The 5-year survival rate for melanoma-in-situ (stage 0 melanoma) is 100%. 4 That means that, 5 years after diagnosis, people diagnosed with melanoma-in-situ are just as likely to be alive as those who have not been diagnosed with this type of cancer. The prognosis for thin invasive melanomas is also very good; the 5-year survival rate for melanomas that are stage 1a is 97% while it is 92% for those that are are 1b. 5 A description of survival rates in melanoma stratified by stage can be found here. The prognosis remains good for many invasive melanomas that are greater than 1 mm in height, but declines with increasing thickness, and particularly with any evidence of spread of the skin cancer beyond the skin. The prognosis is generally better for thinner growths because, in most cases, they have been removed with surgery before they have had the chance to spread to lymph nodes or other organs.
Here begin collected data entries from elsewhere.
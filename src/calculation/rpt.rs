//! Real property tax arithmetic.
//!
//! Market and assessed values for land and building improvements, the annual
//! basic + SEF levy, its quarterly installments and the penalty or advance
//! discount applied when an installment is settled.

use bigdecimal::{BigDecimal, Zero as _};
use chrono::{Datelike, NaiveDate};

use crate::{
    calculation::{money::split_even, round_money},
    error::Error,
    helpers::Classification,
};

pub const QUARTERS: u32 = 4;

#[derive(Debug, Clone)]
pub struct RptRates {
    pub basic_rate: BigDecimal,
    pub sef_rate: BigDecimal,
    pub penalty_rate: BigDecimal,
    pub penalty_cap: BigDecimal,
    pub advance_discount: BigDecimal,
}

#[derive(Debug, Clone, PartialEq)]
pub struct Valuation {
    pub market_value: BigDecimal,
    pub assessment_level: BigDecimal,
    pub assessed_value: BigDecimal,
}

#[derive(Debug, Clone, PartialEq)]
pub struct Installment {
    pub quarter_no: u32,
    pub due_date: NaiveDate,
    pub amount: BigDecimal,
}

#[derive(Debug, Clone, PartialEq)]
pub struct AnnualTax {
    pub assessed_value: BigDecimal,
    pub basic_tax: BigDecimal,
    pub sef_tax: BigDecimal,
    pub annual_tax: BigDecimal,
    pub installments: Vec<Installment>,
}

/// Penalty and discount of one installment as of a settlement date.
#[derive(Debug, Clone, PartialEq)]
pub struct Settlement {
    pub penalty: BigDecimal,
    pub discount: BigDecimal,
    pub amount_due: BigDecimal,
}

fn level(value: &str) -> BigDecimal {
    value.parse().unwrap_or_default()
}

pub fn land_assessment_level(classification: Classification) -> BigDecimal {
    match classification {
        Classification::Residential => level("0.20"),
        Classification::Agricultural => level("0.40"),
        Classification::Commercial => level("0.50"),
        Classification::Industrial => level("0.50"),
        Classification::Mineral => level("0.50"),
        Classification::Timberland => level("0.20"),
        Classification::Special => level("0.15"),
    }
}

const RESIDENTIAL_BUILDING_LEVELS: [(i64, &str); 8] = [
    (175_000, "0"),
    (300_000, "0.10"),
    (500_000, "0.20"),
    (750_000, "0.25"),
    (1_000_000, "0.30"),
    (2_000_000, "0.35"),
    (5_000_000, "0.40"),
    (10_000_000, "0.50"),
];
const RESIDENTIAL_BUILDING_TOP: &str = "0.60";

const COMMERCIAL_BUILDING_LEVELS: [(i64, &str); 7] = [
    (300_000, "0.30"),
    (500_000, "0.35"),
    (750_000, "0.40"),
    (1_000_000, "0.50"),
    (2_000_000, "0.60"),
    (5_000_000, "0.70"),
    (10_000_000, "0.75"),
];
const COMMERCIAL_BUILDING_TOP: &str = "0.80";

pub fn building_assessment_level(
    classification: Classification,
    market_value: &BigDecimal,
) -> BigDecimal {
    let (schedule, top): (&[(i64, &str)], &str) = match classification {
        Classification::Commercial | Classification::Industrial => {
            (&COMMERCIAL_BUILDING_LEVELS, COMMERCIAL_BUILDING_TOP)
        },
        _ => (&RESIDENTIAL_BUILDING_LEVELS, RESIDENTIAL_BUILDING_TOP),
    };

    schedule
        .iter()
        .find(|(ceiling, _)| market_value <= &BigDecimal::from(*ceiling))
        .map(|(_, value)| level(value))
        .unwrap_or_else(|| level(top))
}

fn require_non_negative(name: &str, value: &BigDecimal) -> Result<(), Error> {
    if value < &BigDecimal::zero() {
        return Err(Error::Validation(format!("{} must not be negative", name)));
    }
    Ok(())
}

pub fn value_land(
    classification: Classification,
    lot_area: &BigDecimal,
    unit_value: &BigDecimal,
) -> Result<Valuation, Error> {
    require_non_negative("lot area", lot_area)?;
    require_non_negative("unit value", unit_value)?;

    let market_value = round_money(&(lot_area * unit_value));
    let assessment_level = land_assessment_level(classification);
    let assessed_value = round_money(&(&market_value * &assessment_level));

    Ok(Valuation {
        market_value,
        assessment_level,
        assessed_value,
    })
}

pub fn value_building(
    classification: Classification,
    floor_area: &BigDecimal,
    unit_cost: &BigDecimal,
    depreciation_rate: &BigDecimal,
) -> Result<Valuation, Error> {
    require_non_negative("floor area", floor_area)?;
    require_non_negative("unit cost", unit_cost)?;
    require_non_negative("depreciation rate", depreciation_rate)?;

    let cap = level("0.80");
    let depreciation = if depreciation_rate > &cap {
        cap
    } else {
        depreciation_rate.clone()
    };

    let replacement_cost = floor_area * unit_cost;
    let market_value =
        round_money(&(replacement_cost * (BigDecimal::from(1) - depreciation)));
    let assessment_level =
        building_assessment_level(classification, &market_value);
    let assessed_value = round_money(&(&market_value * &assessment_level));

    Ok(Valuation {
        market_value,
        assessment_level,
        assessed_value,
    })
}

pub fn quarter_due_date(year: i32, quarter_no: u32) -> Result<NaiveDate, Error> {
    let (month, day) = match quarter_no {
        1 => (3, 31),
        2 => (6, 30),
        3 => (9, 30),
        4 => (12, 31),
        _ => {
            return Err(Error::Validation(format!(
                "quarter must be between 1 and 4, got {}",
                quarter_no
            )))
        },
    };

    NaiveDate::from_ymd_opt(year, month, day)
        .ok_or_else(|| Error::Validation(format!("invalid year {}", year)))
}

pub fn quarter_start(year: i32, quarter_no: u32) -> Result<NaiveDate, Error> {
    if !(1..=QUARTERS).contains(&quarter_no) {
        return Err(Error::Validation(format!(
            "quarter must be between 1 and 4, got {}",
            quarter_no
        )));
    }

    NaiveDate::from_ymd_opt(year, 3 * (quarter_no - 1) + 1, 1)
        .ok_or_else(|| Error::Validation(format!("invalid year {}", year)))
}

/// Splits an annual amount into the four quarterly installments of `year`.
pub fn quarterly_installments(
    year: i32,
    annual: &BigDecimal,
) -> Result<Vec<Installment>, Error> {
    let amounts = split_even(annual, QUARTERS)?;
    let mut data = Vec::with_capacity(QUARTERS as usize);

    for (index, amount) in amounts.into_iter().enumerate() {
        let quarter_no = index as u32 + 1;
        data.push(Installment {
            quarter_no,
            due_date: quarter_due_date(year, quarter_no)?,
            amount,
        });
    }

    Ok(data)
}

pub fn annual_tax(
    year: i32,
    assessed_value: &BigDecimal,
    rates: &RptRates,
) -> Result<AnnualTax, Error> {
    let basic_tax = round_money(&(assessed_value * &rates.basic_rate));
    let sef_tax = round_money(&(assessed_value * &rates.sef_rate));
    let annual_tax = &basic_tax + &sef_tax;
    let installments = quarterly_installments(year, &annual_tax)?;

    Ok(AnnualTax {
        assessed_value: assessed_value.clone(),
        basic_tax,
        sef_tax,
        annual_tax,
        installments,
    })
}

/// Calendar months an installment is overdue; any day past the due date
/// counts as at least one month.
pub fn months_late(due_date: NaiveDate, as_of: NaiveDate) -> u32 {
    if as_of <= due_date {
        return 0;
    }

    let due = due_date.year() * 12 + due_date.month() as i32;
    let now = as_of.year() * 12 + as_of.month() as i32;
    (now - due).max(1) as u32
}

pub fn settle_installment(
    amount: &BigDecimal,
    year: i32,
    quarter_no: u32,
    due_date: NaiveDate,
    as_of: NaiveDate,
    rates: &RptRates,
) -> Result<Settlement, Error> {
    let late = months_late(due_date, as_of);

    let penalty = if late > 0 {
        let accrued = &rates.penalty_rate * BigDecimal::from(late);
        let factor = if accrued > rates.penalty_cap {
            rates.penalty_cap.clone()
        } else {
            accrued
        };
        round_money(&(amount * factor))
    } else {
        BigDecimal::zero()
    };

    let discount = if late == 0 && as_of < quarter_start(year, quarter_no)? {
        round_money(&(amount * &rates.advance_discount))
    } else {
        BigDecimal::zero()
    };

    let amount_due = round_money(&(amount + &penalty - &discount));

    Ok(Settlement {
        penalty,
        discount,
        amount_due,
    })
}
Studies have shown that 84% of melanomas are diagnosed when they are localized to the skin, and that the 5-year survival associated with these skin cancers is 98.3% 6 While favourable statistics are not a guarantee that someone diagnosed with a thin melanoma will do well, they do provide a high degree of reassurance that that is likely to be the case. Although a discussion of thicker melanomas, or those that have spread beyond the skin, is beyond the scope of this post, many people whose melanomas are diagnosed at a more advanced stage will also do well.
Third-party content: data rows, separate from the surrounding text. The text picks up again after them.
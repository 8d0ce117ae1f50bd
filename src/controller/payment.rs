//! Payment endpoints

use actix_web::{get, post, web, HttpRequest, HttpResponse, Responder};

use crate::{
    configuration::{AppState, State},
    error::Error,
    handler::payment::{self, Payment_Input},
    helpers::authorize,
};

#[post("/payments")]
pub async fn pay(
    req: HttpRequest,
    state: web::Data<AppState<State>>,
    body: web::Json<Payment_Input>,
) -> Result<impl Responder, Error> {
    authorize(&req, &state.config.auth)?;

    let receipt_id = payment::proceed(&state, body.into_inner()).await?;
    let data = payment::get_receipt(&state, receipt_id).await?;

    Ok(HttpResponse::Created().json(data))
}

#[get("/payments/receipts/{id}")]
pub async fn receipt(
    state: web::Data<AppState<State>>,
    path: web::Path<i64>,
) -> Result<impl Responder, Error> {
    let data = payment::get_receipt(&state, path.into_inner()).await?;

    Ok(web::Json(data))
}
A diagnosis of melanoma should always be taken seriously; the purpose of this post is not to minimize the severity of this type of cancer. Melanomas that have metastasized have the potential to be very aggressive, and those that have spread to organs beyond the lymph nodes unfortunately often carry a very poor prognosis. Although it is less common, thin invasive melanomas do in some cases spread, and, because they are so much more common than thick lesions, they actually account for a larger number of deaths. 7
It is my hope that this post can give some comfort and reassurance to someone who has recently been diagnosed with melanoma. The wealth of scientific information we have accumulated tells us that melanomas that are confined to the skin (as most are) carry an excellent prognosis, and the majority can be cured with surgery. If you have recently been diagnosed with this type of skin cancer, please, do not panic; speak with your dermatologist about what your diagnosis means. Remember that, in many cases, the odds are heavily in your favour.
1 Canadian Cancer Society. Canadian Cancer Statistics 2015. Toronto: Canadian Cancer Society; 2015.
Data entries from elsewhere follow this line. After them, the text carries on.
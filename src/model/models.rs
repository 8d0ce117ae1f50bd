//! Consolidated database models
//!
//! All database entity structs organized by revenue stream.

use bigdecimal::BigDecimal;
use chrono::{DateTime, NaiveDate, Utc};
use serde::{Deserialize, Serialize};
use sqlx::FromRow;

// =============================================================================
// RECEIPTS
// =============================================================================

#[derive(Debug, Clone, FromRow, Deserialize, Serialize)]
pub struct Receipt {
    pub id: i64,
    pub or_number: Option<String>,
    pub source: String,
    pub payor: String,
    pub payment_method: String,
    pub total: BigDecimal,
    pub paid_on: NaiveDate,
    pub created_at: DateTime<Utc>,
}

/// Settled line of a receipt, whatever table it came from.
#[derive(Debug, Clone, FromRow, Deserialize, Serialize)]
pub struct Receipt_Line {
    pub id: i64,
    pub description: String,
    pub amount: BigDecimal,
    pub penalty: BigDecimal,
    pub discount: BigDecimal,
    pub amount_paid: Option<BigDecimal>,
}

// =============================================================================
// REAL PROPERTY TAX
// =============================================================================

#[derive(Debug, Clone, FromRow, Deserialize, Serialize)]
pub struct RPT_Owner {
    pub id: i64,
    pub full_name: String,
    pub address: String,
    pub contact_no: Option<String>,
    pub tin: Option<String>,
    pub created_at: DateTime<Utc>,
}

#[derive(Debug, Clone, FromRow, Deserialize, Serialize)]
pub struct RPT_Land {
    pub id: i64,
    pub owner_id: i64,
    pub tdn: String,
    pub pin: Option<String>,
    pub location: String,
    pub barangay: String,
    pub lot_area: BigDecimal,
    pub classification: String,
    pub created_at: DateTime<Utc>,
}

#[derive(Debug, Clone, FromRow, Deserialize, Serialize)]
pub struct RPT_Land_Assessment {
    pub id: i64,
    pub land_id: i64,
    pub assessment_year: i32,
    pub unit_value: BigDecimal,
    pub market_value: BigDecimal,
    pub assessment_level: BigDecimal,
    pub assessed_value: BigDecimal,
    pub total_assessed_value: BigDecimal,
    pub assessed_by: Option<String>,
    pub created_at: DateTime<Utc>,
}

#[derive(Debug, Clone, FromRow, Deserialize, Serialize)]
pub struct RPT_Building {
    pub id: i64,
    pub assessment_id: i64,
    pub description: String,
    pub classification: String,
    pub floor_area: BigDecimal,
    pub unit_cost: BigDecimal,
    pub depreciation_rate: BigDecimal,
    pub market_value: BigDecimal,
    pub assessment_level: BigDecimal,
    pub assessed_value: BigDecimal,
}

#[derive(Debug, Clone, FromRow, Deserialize, Serialize)]
pub struct RPT_Tax {
    pub id: i64,
    pub assessment_id: i64,
    pub tax_year: i32,
    pub assessed_value: BigDecimal,
    pub basic_rate: BigDecimal,
    pub sef_rate: BigDecimal,
    pub basic_tax: BigDecimal,
    pub sef_tax: BigDecimal,
    pub annual_tax: BigDecimal,
    pub created_at: DateTime<Utc>,
}

/// Quarterly installment row; the business tax table has the same shape.
#[derive(Debug, Clone, FromRow, Deserialize, Serialize)]
pub struct Quarterly {
    pub id: i64,
    pub parent_id: i64,
    pub tax_year: i32,
    pub quarter_no: i32,
    pub due_date: NaiveDate,
    pub amount: BigDecimal,
    pub penalty: BigDecimal,
    pub discount: BigDecimal,
    pub amount_paid: Option<BigDecimal>,
    pub status: String,
    pub receipt_id: Option<i64>,
    pub paid_on: Option<NaiveDate>,
}

// =============================================================================
// PUBLIC MARKET
// =============================================================================

#[derive(Debug, Clone, FromRow, Deserialize, Serialize)]
pub struct Market_Stall_Class {
    pub id: i64,
    pub name: String,
    pub rights_fee: BigDecimal,
    pub rate_per_sqm: BigDecimal,
    pub created_at: DateTime<Utc>,
}

#[derive(Debug, Clone, FromRow, Deserialize, Serialize)]
pub struct Market_Stall {
    pub id: i64,
    pub code: String,
    pub section: String,
    pub class_id: i64,
    pub area: BigDecimal,
    pub status: String,
    pub created_at: DateTime<Utc>,
}

#[derive(Debug, Clone, FromRow, Deserialize, Serialize)]
pub struct Market_Application {
    pub id: i64,
    pub stall_id: i64,
    pub applicant_name: String,
    pub business_name: String,
    pub contact_no: Option<String>,
    pub address: Option<String>,
    pub status: String,
    pub remarks: Option<String>,
    pub applied_at: DateTime<Utc>,
    pub decided_at: Option<DateTime<Utc>>,
}

#[derive(Debug, Clone, FromRow, Deserialize, Serialize)]
pub struct Market_Renter {
    pub id: i64,
    pub application_id: i64,
    pub stall_id: i64,
    pub renter_name: String,
    pub business_name: String,
    pub contact_no: Option<String>,
    pub start_date: NaiveDate,
    pub end_date: Option<NaiveDate>,
    pub monthly_rent: BigDecimal,
    pub security_bond: BigDecimal,
    pub status: String,
    pub created_at: DateTime<Utc>,
}

#[derive(Debug, Clone, FromRow, Deserialize, Serialize)]
pub struct Market_Payment {
    pub id: i64,
    pub renter_id: i64,
    pub charge: String,
    pub period_year: i32,
    pub period_month: i32,
    pub due_date: NaiveDate,
    pub amount: BigDecimal,
    pub penalty: BigDecimal,
    pub discount: BigDecimal,
    pub amount_paid: Option<BigDecimal>,
    pub status: String,
    pub receipt_id: Option<i64>,
    pub paid_on: Option<NaiveDate>,
}

// =============================================================================
// BUSINESS TAX
// =============================================================================

#[derive(Debug, Clone, FromRow, Deserialize, Serialize)]
pub struct Business {
    pub id: i64,
    pub owner_name: String,
    pub business_name: String,
    pub address: String,
    pub category: String,
    pub tin: Option<String>,
    pub status: String,
    pub registered_at: DateTime<Utc>,
}

#[derive(Debug, Clone, FromRow, Deserialize, Serialize)]
pub struct Business_Assessment {
    pub id: i64,
    pub business_id: i64,
    pub tax_year: i32,
    pub gross_sales: BigDecimal,
    pub tax_rate: BigDecimal,
    pub business_tax: BigDecimal,
    pub mayors_permit: BigDecimal,
    pub sanitary_fee: BigDecimal,
    pub total: BigDecimal,
    pub created_at: DateTime<Utc>,
}

// =============================================================================
// TREASURY REPORTS
// =============================================================================

#[derive(Debug, Clone, FromRow, Deserialize, Serialize)]
pub struct Source_Amount {
    pub source: String,
    pub amount: BigDecimal,
}

#[derive(Debug, Clone, FromRow, Deserialize, Serialize)]
pub struct Monthly_Collection {
    pub month: i64,
    pub source: String,
    pub amount: BigDecimal,
}

// =============================================================================
// INSTALLMENT TABLES
// =============================================================================

/// Quarterly installment tables share one layout and differ only by name and
/// parent key.
pub trait Installment_Table {
    const TABLE: &'static str;
    const PARENT: &'static str;
}

#[derive(Debug)]
pub struct RPT_Quarterly;

impl Installment_Table for RPT_Quarterly {
    const TABLE: &'static str = "rpt_quarterly";
    const PARENT: &'static str = "tax_id";
}

#[derive(Debug)]
pub struct Business_Quarterly;

impl Installment_Table for Business_Quarterly {
    const TABLE: &'static str = "business_quarterly";
    const PARENT: &'static str = "assessment_id";
}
2 American Cancer Society. Cancer Facts & Figures 2015. Atlanta: American Cancer Society; 2015.
3 Criscone VD, Weinstock MA. Melanoma thickness trends in the United States, 1988-2006. J Invest Dermatol 2010;130:793-7.
4 American Cancer Society. Melanoma Skin Cancer Detailed Guide. Atlanta: American Cancer Society, 2015.
5 American Cancer Society. Melanoma Skin Cancer Detailed Guide. Atlanta: American Cancer Society, 2015.
6 National Cancer Institute. SEER Stat Fact Sheets: Melanoma of the Skin. Bethesda: National Cancer Institute, 2015.
7Whiteman DC, Baade PD, Olsen CM. More people die from thin melanomas (< 1mm) than from thick melanomas (>4 mm) in Queensland, Australia. J Invest Dermatol 2015;135(4):1190-3.